Record excerpts section start

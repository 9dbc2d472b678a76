use super::*;

/// Tests fetching an existing unit by id.
///
/// Verifies that the repository returns the stored unit with its catalog
/// position parsed into domain enums.
///
/// Expected: Ok(Some(unit))
#[tokio::test]
async fn returns_existing_unit() -> Result<(), AppError> {
    let test = TestBuilder::new()
        .with_unitflow_tables()
        .build()
        .await
        .unwrap();
    let db = test.db.as_ref().unwrap();

    factory::unit::UnitFactory::new(db)
        .id("TRK-1")
        .department("technical")
        .section("in_maintenance")
        .build()
        .await?;

    let unit = UnitRepository::new(db).get_by_id("TRK-1").await?.unwrap();
    assert_eq!(unit.id, "TRK-1");
    assert_eq!(unit.current_department, Department::Technical);
    assert_eq!(unit.current_section, Section::InMaintenance);

    Ok(())
}

/// Tests fetching a missing unit by id.
///
/// Expected: Ok(None)
#[tokio::test]
async fn returns_none_for_missing_unit() -> Result<(), AppError> {
    let test = TestBuilder::new()
        .with_unitflow_tables()
        .build()
        .await
        .unwrap();
    let db = test.db.as_ref().unwrap();

    let unit = UnitRepository::new(db).get_by_id("NOPE").await?;
    assert!(unit.is_none());

    Ok(())
}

Record excerpts section end

Work out how many lines of the listing contain the string "await". Please reply with the number only.

5